As soon as I saw that Natalia Reyes was cast in Terminator: Dark Fate, I knew that I wanted to interview her for the project. A few years ago at TIFF, I watched Reyes give a mesmerizing performance in the underrated Colombian drama Birds of Passage and she gives an equally transformative one in the latest film in the Terminator franchise, playing Dani Ramos. The female-led Dark Fate is a thrilling action film and it was a honour to speak with Natalia Reyes about it.
The following is a condensed and edited version of our phone interview.
Brief Take: Hi Natalia! It’s such a pleasure to chat with you because I thought you were so exceptional in Birds of Passage and now to see you in this role, bringing a completely different kind of physicality to this performance, is just jaw dropping. Tell me about crafting the part of Dani.
Natalia Reyes: Thank you so much! I’m so glad you watched Birds of Passage because I’m so proud of that movie. But yeah, I’d only been part of that world of independent films and then to be part of this huge franchise with all this action, it was intimidating. It was tons of training – hours and hours of physical training, weapon training – and there were trainers helping us with movement training, and then also language training because it was a whole different language that I had to learn. It was a challenge but it was interesting for me. I’m glad that I was part of the experience and really proud of the movie we made.
BT: You went through this intense training, you filmed the movie, you went around the world promoting it. Now, looking back, what are you most proud of yourself for accomplishing on this journey?
NR: I’m really proud of the movie. I really love the movie because I think we made a good movie and I think people really enjoy the movie. I think it has all the ingredients of the original movie but it also has new characters and a story that’s more relevant now than ever. We’re talking about facial recognition and artificial intelligence that’s around us. You know it’s an action movie but I don’t think it’s science fiction anymore – those elements are real and it’s happening right now. People need to start thinking about how much we rely on technology and how we need to protect human interaction.
BT: I completely agree. I also know that you’re very passionate about anti-fracking and climate change. What are some changes that you’d like to see done in the near future in those areas?

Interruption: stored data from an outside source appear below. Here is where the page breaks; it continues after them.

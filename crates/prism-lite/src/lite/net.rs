use std::{borrow::Cow, net::SocketAddr};

pub const DEFAULT_MINECRAFT_PORT: u16 = 25565;

/// Normalize a bind/listen address.
///
/// `":PORT"` means all interfaces; Tokio does not accept it, so it becomes `"0.0.0.0:PORT"`.
pub fn normalize_bind_addr(addr: &str) -> Cow<'_, str> {
    let addr = addr.trim();
    if addr.starts_with(':') {
        Cow::Owned(format!("0.0.0.0{addr}"))
    } else {
        Cow::Borrowed(addr)
    }
}

fn needs_port(addr: &str) -> bool {
    let after = match addr.rfind(']') {
        Some(pos) => &addr[pos + 1..],
        None => addr,
    };
    !after.contains(':')
}

/// Canonical `host:port` form of a backend address, appending `default_port` when absent.
pub fn with_default_port(addr: &str, default_port: u16) -> String {
    let addr = addr.trim();
    if let Ok(sa) = addr.parse::<SocketAddr>() {
        return sa.to_string();
    }
    // Bare IPv6 literal.
    if let Ok(ip) = addr.parse::<std::net::Ipv6Addr>() {
        return SocketAddr::from((ip, default_port)).to_string();
    }
    if needs_port(addr) {
        return format!("{addr}:{default_port}");
    }
    addr.to_string()
}

/// Host part of a `host[:port]` address, without IPv6 brackets.
pub fn host_str(addr: &str) -> &str {
    let addr = addr.trim();
    if let Some(rest) = addr.strip_prefix('[') {
        return rest.split(']').next().unwrap_or(rest);
    }
    if addr.matches(':').count() > 1 {
        // Unbracketed IPv6 literal.
        return addr;
    }
    match addr.rsplit_once(':') {
        Some((host, _)) => host,
        None => addr,
    }
}

/// Whether `addr` is a syntactically usable `host[:port]` backend address.
pub fn is_valid_backend_addr(addr: &str) -> bool {
    let canonical = with_default_port(addr, DEFAULT_MINECRAFT_PORT);
    if canonical.parse::<SocketAddr>().is_ok() {
        return true;
    }
    let Some((host, port)) = canonical.rsplit_once(':') else {
        return false;
    };
    !host.is_empty()
        && port.parse::<u16>().is_ok()
        && host
            .chars()
            .all(|c| c.is_ascii_alphanumeric() || matches!(c, '.' | '-' | '_'))
}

NR: Yeah, it’s no longer science fiction. Climate change is real and ever present, it’s not the distant future anymore. We are living in apocalyptic times right now. We’re breathing really bad quality air, we’re not taking care of the world, and I’m worried about that. I want people to take action in their daily lives because there’s truth to this movie and it is grounded in reality.
BT: You must have so many people come up to you or write to you on social media telling you how thrilled they are to see not only a trio of female leads in an action film but to see a Latinx action star in one of the biggest action franchises.
NR: Yeah! People were so inspired by Linda Hamilton when Terminator 2 came out. I was too young then, I was a little girl, but when I saw that character for the first time, it wasn’t common. She was a single mother, a beautiful woman who became this strong, independent action figure. That was really inspiring to me. I see little girls, and not just little girls, people of all genders and races excited to see Dani up there with Sarah Connor. It’s a great change, and I think Hollywood is changing. Latinx women aren’t portrayed in the same way on screen. I’m so proud to be inspiring girls the way Linda Hamilton inspired me. It’s a powerful thing to make people believe that it’s possible that we can break down stereotypes, which we didn’t think was possible before.
BT: Tell me about your experience working with Linda and Mackenzie Davis?
NR: It was the best part of the movie I think. We spent so much time together – Linda, Tim Miller, Mackenzie and I. The four of us would be shooting together every day and during so many hours. We became a family. I was so glad and I really feel lucky to have been part of such a talented group of people. Linda is the most loving and supportive and generous woman, and I had such a great experience. It was the first time that I’d been part of a movie of that scale, and to be surrounded by people like that…I am really proud and happy to have been a part of that.
BT: Do you have female role models in your life?
NR: I do. I mean just in this movie I got to work with people that I admire, like Linda. To get to know her and to work with her, and to witness how professional she is, and see how much she cares about every scene she’s in, it was amazing. She’s someone that I admired before and I think now I admire her even more. Mackenzie was also very inspiring. And of course Meryl Streep is the best actress of all time and an amazing woman. I also love Jennifer Lawrence – she’s young and brave and I think also breaking stereotypes in the characters that she plays.
BT: The Terminator movies hold a special place in the hearts of millions of people around the world. What are some movies that mean a lot to you?
NR: Well Terminator was part of the pop culture that I grew up with, but I think James Cameron movies in general are great. I’m also really inspired by international movies, especially from Korea, I really connect to those stories. I love Latin American movies and filmmakers like Cuarón and Iñárritu. I connect with stories that are outside the realm of the stories that we’ve often been told and shown.